II. Die Berufung ist unbegründet. Das LG hat die Klage i.E. zu Recht abgewiesen.

1. Nach dem überzeugenden Gutachten des Sachverständigen M. steht fest, dass der Beklagte zu 1) zum Zeitpunkt der Kollision den Überholvorgang abgeschlossen hatte, sich in einer leichten Anfahrbewegung befand und der Kläger aus Unaufmerksamkeit auf den Pkw auffuhr.

a) Der Sachverständige führt anhand der Spurendokumentation (Endstand des Pkw, Splitterfelder der gebrochenen Heckscheibe, Endlage des Klägers ausweislich der Blutspuren auf der Fahrbahnoberfläche, Schmutz- und Sandablagerungen im Bereich der rechten Fahrspur) nachvollziehbar aus, dass sich der Pkw im Zeitpunkt der Kollision parallel zum Fahrbahnverlauf der E.-Straße mit einem Seitenabstand von ca. 0,5 m zum rechten Gossenrand befunden habe und das Überholmanöver zweifelsfrei abgeschlossen gewesen sei (S. 7 bis 9 des Gutachtens).
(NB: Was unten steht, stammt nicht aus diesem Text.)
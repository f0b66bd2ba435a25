//! Error types for the HART-IP client.

use std::io;
use thiserror::Error;

/// Result type alias for HART-IP operations.
pub type Result<T> = std::result::Result<T, HartError>;

/// Broad classification of a [`HartError`].
///
/// Callers use this to tell transport failures (the connection is gone) from
/// protocol or decode problems that only affect a single response.
#[derive(Debug, Clone, Copy, PartialEq, Eq)]
pub enum ErrorKind {
    /// Socket, resolution, timeout or peer-closed failures.
    Transport,
    /// Malformed or unsupported frames.
    Protocol,
    /// Session initiate was refused by the server.
    Session,
    /// Delayed-response retries ran out.
    RetryExhausted,
    /// The caller cancelled a retry sequence.
    UserAbort,
    /// A response payload could not be rendered.
    Decode,
    /// The API was called with invalid arguments or in the wrong state.
    Usage,
}

/// Errors that can occur during HART-IP communication.
#[derive(Debug, Error)]
pub enum HartError {
    /// I/O error during communication.
    #[error("I/O error: {0}")]
    Io(#[from] io::Error),

    /// The host name could not be resolved to an address.
    #[error("Cannot resolve host '{host}': {reason}")]
    Resolve {
        /// Host name as given by the caller.
        host: String,
        /// Resolver failure description.
        reason: String,
    },

    /// Socket send or receive timed out.
    #[error("Communication timeout")]
    Timeout,

    /// The peer closed or reset the connection, or the transport was shut down.
    #[error("Connection closed")]
    ConnectionClosed,

    /// An operation requiring an established session was attempted without one.
    #[error("Not connected: call connect to initialize the network connection first")]
    NotConnected,

    /// A connection is already open on this transport.
    #[error("A HART-IP connection is already open to {0}")]
    AlreadyConnected(String),

    /// The requested transport kind is not available.
    #[error("Unsupported transport: {0}")]
    UnsupportedTransport(&'static str),

    /// The response carried a HART-IP version this client does not speak.
    #[error("Unsupported HART-IP message version: {0}")]
    UnsupportedVersion(u8),

    /// The response header carried an unknown message type.
    #[error("Unsupported HART-IP message type: {0}")]
    UnsupportedMessageType(u8),

    /// Invalid response received from the server.
    #[error("Invalid response: {reason}")]
    InvalidResponse {
        /// Description of the response error.
        reason: String,
    },

    /// The server refused the session initiate request.
    #[error("Session initiate rejected with status {status}: {description}")]
    SessionRejected {
        /// Status byte from the session initiate reply.
        status: u8,
        /// Human readable meaning of the status byte.
        description: &'static str,
    },

    /// No response arrived before the request timeout, or the connection closed
    /// while the request was pending.
    #[error("No response received")]
    NoResponse,

    /// The device kept answering busy / delayed-response until the retry ceiling.
    #[error("Delayed response retries exhausted after {attempts} attempts")]
    RetryExhausted {
        /// Number of retries sent.
        attempts: u32,
    },

    /// The caller aborted a delayed-response retry sequence.
    #[error("User cancelled sending retries")]
    UserAbort,

    /// Invalid parameter provided.
    #[error("Invalid parameter '{parameter}': {reason}")]
    InvalidParameter {
        /// Name of the invalid parameter.
        parameter: String,
        /// Description of why the parameter is invalid.
        reason: String,
    },

    /// Field-layout table or payload decoding failure.
    #[error("Decode error: {reason}")]
    Decode {
        /// Description of the decoding problem.
        reason: String,
    },
}

impl HartError {
    /// Creates a new `InvalidResponse` error.
    ///
    /// # Example
    ///
    /// ```
    /// use hart_ip::HartError;
    ///
    /// let err = HartError::invalid_response("response too short");
    /// assert_eq!(err.to_string(), "Invalid response: response too short");
    /// ```
    pub fn invalid_response(reason: impl Into<String>) -> Self {
        Self::InvalidResponse {
            reason: reason.into(),
        }
    }

    /// Creates a new `InvalidParameter` error.
    ///
    /// # Example
    ///
    /// ```
    /// use hart_ip::HartError;
    ///
    /// let err = HartError::invalid_parameter("data", "odd number of hex digits");
    /// ```
    pub fn invalid_parameter(parameter: impl Into<String>, reason: impl Into<String>) -> Self {
        Self::InvalidParameter {
            parameter: parameter.into(),
            reason: reason.into(),
        }
    }

    /// Creates a new `Decode` error.
    pub fn decode(reason: impl Into<String>) -> Self {
        Self::Decode {
            reason: reason.into(),
        }
    }

    /// Returns the broad category of this error.
    ///
    /// # Example
    ///
    /// ```
    /// use hart_ip::{ErrorKind, HartError};
    ///
    /// assert_eq!(HartError::Timeout.kind(), ErrorKind::Transport);
    /// assert_eq!(HartError::UserAbort.kind(), ErrorKind::UserAbort);
    /// ```
    pub fn kind(&self) -> ErrorKind {
        match self {
            Self::Io(_)
            | Self::Resolve { .. }
            | Self::Timeout
            | Self::ConnectionClosed
            | Self::NotConnected
            | Self::AlreadyConnected(_)
            | Self::UnsupportedTransport(_)
            | Self::NoResponse => ErrorKind::Transport,
            Self::UnsupportedVersion(_)
            | Self::UnsupportedMessageType(_)
            | Self::InvalidResponse { .. } => ErrorKind::Protocol,
            Self::SessionRejected { .. } => ErrorKind::Session,
            Self::RetryExhausted { .. } => ErrorKind::RetryExhausted,
            Self::UserAbort => ErrorKind::UserAbort,
            Self::Decode { .. } => ErrorKind::Decode,
            Self::InvalidParameter { .. } => ErrorKind::Usage,
        }
    }

    /// Returns whether the error leaves the connection unusable.
    ///
    /// A single timed-out request (`NoResponse`) or a malformed frame is not
    /// fatal; a closed socket or a version mismatch is.
    pub fn is_fatal(&self) -> bool {
        matches!(
            self,
            Self::Io(_)
                | Self::ConnectionClosed
                | Self::NotConnected
                | Self::UnsupportedVersion(_)
        )
    }
}

#[cfg(test)]
mod tests {
    use super::*;

    #[test]
    fn test_invalid_response_display() {
        let err = HartError::invalid_response("response too short for command 84");
        assert_eq!(
            err.to_string(),
            "Invalid response: response too short for command 84"
        );
    }

    #[test]
    fn test_session_rejected_display() {
        let err = HartError::SessionRejected {
            status: 15,
            description: "All available sessions in use",
        };
        assert_eq!(
            err.to_string(),
            "Session initiate rejected with status 15: All available sessions in use"
        );
        assert_eq!(err.kind(), ErrorKind::Session);
    }

    #[test]
    fn test_kinds_distinguish_abort_from_timeout() {
        assert_eq!(HartError::UserAbort.kind(), ErrorKind::UserAbort);
        assert_eq!(HartError::NoResponse.kind(), ErrorKind::Transport);
        assert_eq!(
            HartError::RetryExhausted { attempts: 3 }.kind(),
            ErrorKind::RetryExhausted
        );
        assert_eq!(HartError::decode("bad layout").kind(), ErrorKind::Decode);
    }

    #[test]
    fn test_fatal_classification() {
        assert!(HartError::ConnectionClosed.is_fatal());
        assert!(HartError::UnsupportedVersion(2).is_fatal());
        assert!(!HartError::NoResponse.is_fatal());
        assert!(!HartError::invalid_response("short").is_fatal());
    }
}
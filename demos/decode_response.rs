//! Example: Rendering response payloads with a field layout table
//!
//! Run with: cargo run --example decode_response
//!
//! This example demonstrates:
//! - Parsing a layout table
//! - Decoding a captured HART-IP response message
//! - Extended commands reached through command 31
//! - Best-effort output for unknown commands

use hart_ip::decoder::{LayoutTable, ResponseDecoder};
use hart_ip::utils::parse_hex;
use hart_ip::HartIpResponse;

const LAYOUT: &str = "\
; response layouts, one section per command
[001]
Output1=Response Code,U8
Output2=Device Status,BITS8
Output3=PV Units,U8
Output4=PV,FLOAT

[013]
Output1=Response Code,U8
Output2=Device Status,BITS8
Output3=Tag,PA:6
Output4=Descriptor,PA:12
Output5=Date,HEX:3

[031_1024]
Output1=Response Code,U8
Output2=Device Status,BITS8
Output3=Command,U16
Output4=Uptime,U32
";

fn show(decoder: &ResponseDecoder, message_hex: &str) -> hart_ip::Result<()> {
    let response = HartIpResponse::from_bytes(&parse_hex(message_hex)?)?;
    println!("{}", response);
    println!("{}\n", decoder.decode(&response).replace("\r\n", "\n    "));
    Ok(())
}

fn main() -> hart_ip::Result<()> {
    let decoder = ResponseDecoder::from_table(LayoutTable::parse(LAYOUT)?);

    // =========================================================================
    // Command 1, read primary variable
    // =========================================================================

    show(
        &decoder,
        "01 01 03 00 00 2A 00 18 86 A6 07 0A 0B 0C 01 07 00 00 07 40 48 F5 C3 15",
    )?;

    // =========================================================================
    // Extended command 1024 through command 31
    // =========================================================================

    show(
        &decoder,
        "01 01 03 00 00 2B 00 19 86 A6 07 0A 0B 0C 1F 08 00 00 04 00 00 01 51 80 E9",
    )?;

    // =========================================================================
    // No layout: the data is shown as hex
    // =========================================================================

    show(
        &decoder,
        "01 01 03 00 00 2C 00 16 86 A6 07 0A 0B 0C 30 05 00 00 00 00 00 1F",
    )?;

    Ok(())
}
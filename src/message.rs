//! HART-IP request messages.
//!
//! # Example
//!
//! ```
//! use hart_ip::{Address, CommandFrame, HartIpRequest};
//!
//! let frame = CommandFrame::new(Address::Short(0), 0, Vec::new());
//! let request = HartIpRequest::hart_command(42, &frame).unwrap();
//!
//! let bytes = request.to_bytes();
//! assert_eq!(&bytes[..8], &[0x01, 0x00, 0x03, 0x00, 0x00, 0x2A, 0x00, 0x0D]);
//! ```

use std::fmt;
use std::time::Duration;

use crate::command::{CommandFrame, MAX_REQUEST_PDU_LEN};
use crate::error::{HartError, Result};
use crate::header::{HartIpHeader, MessageId};
use crate::utils::{format_hex, timestamp};

/// Master type sent in session initiate (primary master).
pub const SESSION_MASTER_TYPE: u8 = 1;

/// A HART-IP request.
#[derive(Debug, Clone, PartialEq, Eq)]
pub struct HartIpRequest {
    header: HartIpHeader,
    body: Vec<u8>,
    timeout: Option<Duration>,
    timestamp: String,
}

impl HartIpRequest {
    fn new(message_id: MessageId, transaction_id: u16, body: Vec<u8>) -> Self {
        Self {
            header: HartIpHeader::request(message_id, transaction_id, body.len()),
            body,
            timeout: None,
            timestamp: String::new(),
        }
    }

    /// Session initiate carrying the requested inactivity close time in ms.
    pub fn initiate_session(transaction_id: u16, inactivity_close_time: u32) -> Self {
        let mut body = Vec::with_capacity(5);
        body.push(SESSION_MASTER_TYPE);
        body.extend_from_slice(&inactivity_close_time.to_be_bytes());
        Self::new(MessageId::SessionInitiate, transaction_id, body)
    }

    /// Session close.
    pub fn close_session(transaction_id: u16) -> Self {
        Self::new(MessageId::SessionClose, transaction_id, Vec::new())
    }

    /// Keep alive.
    pub fn keep_alive(transaction_id: u16) -> Self {
        Self::new(MessageId::KeepAlive, transaction_id, Vec::new())
    }

    /// Wired HART PDU request built from a command frame.
    ///
    /// # Errors
    ///
    /// Returns `HartError::InvalidParameter` if the frame cannot be serialized
    /// within the 255-byte request limit.
    pub fn hart_command(transaction_id: u16, frame: &CommandFrame) -> Result<Self> {
        Self::hart_pdu(transaction_id, frame.to_bytes()?)
    }

    /// Wired HART PDU request from already serialized frame bytes.
    ///
    /// # Errors
    ///
    /// Returns `HartError::InvalidParameter` if the PDU is longer than
    /// [`MAX_REQUEST_PDU_LEN`].
    pub fn hart_pdu(transaction_id: u16, pdu: Vec<u8>) -> Result<Self> {
        if pdu.len() > MAX_REQUEST_PDU_LEN {
            return Err(HartError::invalid_parameter(
                "command",
                format!("invalid command length: {}", pdu.len()),
            ));
        }
        Ok(Self::new(MessageId::HartWiredPdu, transaction_id, pdu))
    }

    /// Overrides the response timeout for this request.
    pub fn with_timeout(mut self, timeout: Duration) -> Self {
        self.timeout = Some(timeout);
        self
    }

    /// Copy of this request with another transaction id.
    pub fn with_transaction_id(&self, transaction_id: u16) -> Self {
        let mut request = self.clone();
        request.header.transaction_id = transaction_id;
        request
    }

    /// Records the send time shown in the log line.
    pub(crate) fn stamp(&mut self) {
        self.timestamp = timestamp();
    }

    /// Message header.
    pub fn header(&self) -> &HartIpHeader {
        &self.header
    }

    /// Message id.
    pub fn message_id(&self) -> MessageId {
        self.header.message_id
    }

    /// Transaction id.
    pub fn transaction_id(&self) -> u16 {
        self.header.transaction_id
    }

    /// Body bytes (HART PDU or session payload).
    pub fn body(&self) -> &[u8] {
        &self.body
    }

    /// Per-request timeout override.
    pub fn timeout(&self) -> Option<Duration> {
        self.timeout
    }

    /// Serializes header and body.
    pub fn to_bytes(&self) -> Vec<u8> {
        let mut out = Vec::with_capacity(self.header.byte_count as usize);
        out.extend_from_slice(&self.header.to_bytes());
        out.extend_from_slice(&self.body);
        out
    }
}

impl fmt::Display for HartIpRequest {
    fn fmt(&self, f: &mut fmt::Formatter<'_>) -> fmt::Result {
        if !self.timestamp.is_empty() {
            write!(f, "{}, ", self.timestamp)?;
        }
        write!(
            f,
            "Tx: {}, TranId: {}, ByteCount: {}",
            self.header,
            self.header.transaction_id,
            self.body.len()
        )?;
        if !self.body.is_empty() {
            write!(f, ", Data: {}", format_hex(&self.body))?;
        }
        Ok(())
    }
}

/// Meaning of a session-initiate status byte.
pub fn session_status_description(status: u8) -> &'static str {
    match status {
        0 => "Success No error occurred",
        2 => "Invalid Selection(Invalid Master Type)",
        5 => "Too Few Data Bytes Received",
        6 => "Device Specific Command Error",
        8 => "Set to Nearest Possible Value(Inactivity timer value)",
        14 => "Version not supported",
        15 => "All available sessions in use",
        16 => "Session already established",
        _ => "Unknown status",
    }
}
/// Section key of the layout table.
#[derive(Debug, Clone, Copy, PartialEq, Eq, Hash)]
pub enum LayoutKey {
    /// `[nnn]` section.
    Command(u16),
    /// `[031_nnn]` section.
    Extended(u16),
}

impl LayoutKey {
    fn parse(section: &str) -> Option<Self> {
        match section.split_once('_') {
            Some((prefix, ext)) => {
                let prefix: u16 = prefix.trim().parse().ok()?;
                if prefix != CMD_EXTENDED {
                    return None;
                }
                ext.trim().parse().ok().map(Self::Extended)
            }
            None => section.trim().parse().ok().map(Self::Command),
        }
    }
}

/// Command layouts loaded from a definition file.
#[derive(Debug, Clone, Default)]
pub struct LayoutTable {
    sections: HashMap<LayoutKey, Vec<FieldLayout>>,
}

impl LayoutTable {
    /// Parses layout table text.
    ///
    /// Lines starting with `;` or `#` are comments. Sections whose name is not
    /// a command number are skipped.
    ///
    /// # Errors
    ///
    /// Returns `HartError::Decode` for an unterminated section header.
    pub fn parse(text: &str) -> Result<Self> {
        let mut raw: HashMap<LayoutKey, Vec<(String, FieldLayout)>> = HashMap::new();
        let mut current: Option<LayoutKey> = None;

        for (number, line) in text.lines().enumerate() {
            let line = line.trim();
            if line.is_empty() || line.starts_with(';') || line.starts_with('#') {
                continue;
            }

            if let Some(section) = line.strip_prefix('[') {
                let name = section.strip_suffix(']').ok_or_else(|| {
                    HartError::decode(format!("line {}: unterminated section '{}'", number + 1, line))
                })?;
                current = LayoutKey::parse(name);
                if current.is_none() {
                    log::debug!("layout section [{}] is not a command, skipped", name);
                }
                continue;
            }

            let (Some(key), Some((name, value))) = (current, line.split_once('=')) else {
                continue;
            };
            let name = name.trim();
            if !name.to_ascii_lowercase().contains("output") {
                continue;
            }

            let field = match value.split_once(',') {
                Some((field_name, field_type)) => FieldLayout {
                    name: field_name.trim().to_string(),
                    field_type: FieldType::parse(field_type),
                },
                None => FieldLayout {
                    name: value.trim().to_string(),
                    field_type: FieldType::Unknown(String::new()),
                },
            };
            let entries = raw.entry(key).or_default();
            // a repeated key replaces the earlier definition
            entries.retain(|(k, _)| k != name);
            entries.push((name.to_string(), field));
        }

        let sections = raw
            .into_iter()
            .map(|(key, mut entries)| {
                entries.sort_by_key(|(k, _)| output_index(k));
                (key, entries.into_iter().map(|(_, f)| f).collect())
            })
            .collect();
        Ok(Self { sections })
    }

    /// Reads and parses a layout file.
    ///
    /// # Errors
    ///
    /// Returns `HartError::Io` if the file cannot be read, or a parse error.
    pub fn load(path: impl AsRef<Path>) -> Result<Self> {
        let text = fs::read_to_string(path)?;
        Self::parse(&text)
    }

    /// Layout of a section.
    pub fn get(&self, key: LayoutKey) -> Option<&[FieldLayout]> {
        self.sections.get(&key).map(Vec::as_slice)
    }

    /// Number of sections.
    pub fn len(&self) -> usize {
        self.sections.len()
    }

    /// Returns whether the table has no section.
    pub fn is_empty(&self) -> bool {
        self.sections.is_empty()
    }
}
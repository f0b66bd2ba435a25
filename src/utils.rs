//! Utility functions for hex text, HART packed ASCII and timestamps.
//!
//! # Example
//!
//! ```
//! use hart_ip::utils::{format_hex, parse_hex, unpack_ascii};
//!
//! let data = parse_hex("01 0a FF").unwrap();
//! assert_eq!(data, vec![0x01, 0x0A, 0xFF]);
//! assert_eq!(format_hex(&data), "01 0A FF");
//!
//! // "ABCD" packed into 3 bytes
//! assert_eq!(unpack_ascii(&[0x04, 0x20, 0xC4]), "ABCD");
//! ```

use chrono::Local;

use crate::error::{HartError, Result};

/// Parses user-entered hex text into bytes.
///
/// Whitespace between digits is ignored, so both `"0A0B"` and `"0A 0B"` are
/// accepted. An empty string yields an empty payload.
///
/// # Errors
///
/// Returns `HartError::InvalidParameter` if the text has an odd number of hex
/// digits or contains a character that is not a hex digit.
///
/// # Example
///
/// ```
/// use hart_ip::utils::parse_hex;
///
/// assert_eq!(parse_hex("").unwrap(), Vec::<u8>::new());
/// assert!(parse_hex("ABC").is_err());
/// assert!(parse_hex("ZZ").is_err());
/// ```
pub fn parse_hex(text: &str) -> Result<Vec<u8>> {
    let digits: Vec<char> = text.chars().filter(|c| !c.is_whitespace()).collect();
    if digits.len() % 2 != 0 {
        return Err(HartError::invalid_parameter(
            "data",
            "odd number of hex digits",
        ));
    }

    digits
        .chunks(2)
        .map(|pair| {
            let high = hex_value(pair[0])?;
            let low = hex_value(pair[1])?;
            Ok((high << 4) | low)
        })
        .collect()
}

fn hex_value(c: char) -> Result<u8> {
    c.to_digit(16)
        .map(|v| v as u8)
        .ok_or_else(|| HartError::invalid_parameter("data", format!("'{}' is not a hex digit", c)))
}

/// Formats bytes as space-separated upper-case hex.
pub fn format_hex(data: &[u8]) -> String {
    data.iter()
        .map(|b| format!("{:02X}", b))
        .collect::<Vec<_>>()
        .join(" ")
}

/// Unpacks HART packed ASCII (4 six-bit characters per 3 bytes).
///
/// Trailing bytes that do not complete a 3-byte group are ignored.
pub fn unpack_ascii(packed: &[u8]) -> String {
    let mut out = String::with_capacity(packed.len() / 3 * 4);
    for group in packed.chunks_exact(3) {
        let word = (u32::from(group[0]) << 16) | (u32::from(group[1]) << 8) | u32::from(group[2]);
        for shift in [18u32, 12, 6, 0] {
            let mut c = ((word >> shift) & 0x3F) as u8;
            // bit 6 is the complement of bit 5
            if c & 0x20 == 0 {
                c |= 0x40;
            }
            out.push(c as char);
        }
    }
    out
}

/// Packs text into HART packed ASCII.
///
/// Lower-case letters are folded to upper case and the text is padded with
/// spaces to a multiple of four characters.
///
/// # Example
///
/// ```
/// use hart_ip::utils::{pack_ascii, unpack_ascii};
///
/// let packed = pack_ascii("PT-101");
/// assert_eq!(packed.len(), 6);
/// assert_eq!(unpack_ascii(&packed), "PT-101  ");
/// ```
pub fn pack_ascii(text: &str) -> Vec<u8> {
    let mut chars: Vec<u8> = text
        .bytes()
        .map(|b| b.to_ascii_uppercase() & 0x3F)
        .collect();
    while chars.len() % 4 != 0 {
        chars.push(b' ' & 0x3F);
    }

    let mut out = Vec::with_capacity(chars.len() / 4 * 3);
    for quad in chars.chunks_exact(4) {
        let word = (u32::from(quad[0]) << 18)
            | (u32::from(quad[1]) << 12)
            | (u32::from(quad[2]) << 6)
            | u32::from(quad[3]);
        out.extend_from_slice(&[(word >> 16) as u8, (word >> 8) as u8, word as u8]);
    }
    out
}

/// Reads a fixed-width ASCII field, stopping at the first NUL and trimming
/// surrounding whitespace.
pub fn ascii_field(data: &[u8]) -> String {
    let end = data.iter().position(|&b| b == 0).unwrap_or(data.len());
    String::from_utf8_lossy(&data[..end]).trim().to_string()
}

/// Local wall-clock time formatted for log lines (`MM/dd/yyyy HH:mm:ss:fff`).
pub fn timestamp() -> String {
    Local::now().format("%m/%d/%Y %H:%M:%S:%3f").to_string()
}

#[cfg(test)]
mod tests {
    use super::*;

    #[test]
    fn test_parse_hex_with_spaces() {
        assert_eq!(parse_hex("00 1b 1E").unwrap(), vec![0x00, 0x1B, 0x1E]);
        assert_eq!(parse_hex("DEADbeef").unwrap(), hex::decode("deadbeef").unwrap());
    }

    #[test]
    fn test_parse_hex_rejects_odd_length() {
        let err = parse_hex("0A0").unwrap_err();
        assert!(matches!(err, HartError::InvalidParameter { .. }));
    }

    #[test]
    fn test_parse_hex_rejects_bad_digit() {
        let err = parse_hex("0G").unwrap_err();
        assert!(err.to_string().contains("'G' is not a hex digit"));
    }

    #[test]
    fn test_format_hex() {
        assert_eq!(format_hex(&[]), "");
        assert_eq!(format_hex(&[0x00, 0xAB, 0x7F]), "00 AB 7F");
    }

    #[test]
    fn test_unpack_ascii_known_tag() {
        // "TAG1" => T=0x14, A=0x01, G=0x07, 1=0x31
        let packed = [0x50, 0x11, 0xF1];
        assert_eq!(unpack_ascii(&packed), "TAG1");
    }

    #[test]
    fn test_unpack_ignores_partial_group() {
        assert_eq!(unpack_ascii(&[0x04, 0x20, 0xC4, 0x04]), "ABCD");
    }

    #[test]
    fn test_pack_ascii_round_trip() {
        let packed = pack_ascii("flow01");
        assert_eq!(unpack_ascii(&packed), "FLOW01  ");
    }

    #[test]
    fn test_ascii_field_stops_at_nul() {
        let mut data = b"  TT-200".to_vec();
        data.extend_from_slice(&[0, b'X', b'Y']);
        assert_eq!(ascii_field(&data), "TT-200");
    }

    #[test]
    fn test_timestamp_shape() {
        let ts = timestamp();
        assert_eq!(ts.len(), "10/17/2026 12:00:00:000".len());
        assert_eq!(&ts[2..3], "/");
    }
}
Da der Kläger in seiner Stellungnahme vom 28.11.2003 (Bl. 146 ff. d.A.) lediglich die Schlussfolgerungen des Sachverständigen, nicht aber die von ihm zugrunde gelegten Anknüpfungstatsachen beanstandet, ist davon auszugehen, dass er die in der Berufungsbegründung erstmals aufgestellte Behauptung, die Fotos in der Ermittlungsakte gäben die tatsächliche Endlage des Pkw nicht wieder, sondern der Beklagte zu 1) habe ihn nach der Kollision noch an den rechten Fahrbahnrand zurückgefahren, nicht aufrechterhält. Zudem ist die Endstellung des Pkw lediglich einer von vielen Aspekten, aus denen der Sachverständige schließt, dass der Überholvorgang zum Zeitpunkt des Zusammenstoßes abgeschlossen war.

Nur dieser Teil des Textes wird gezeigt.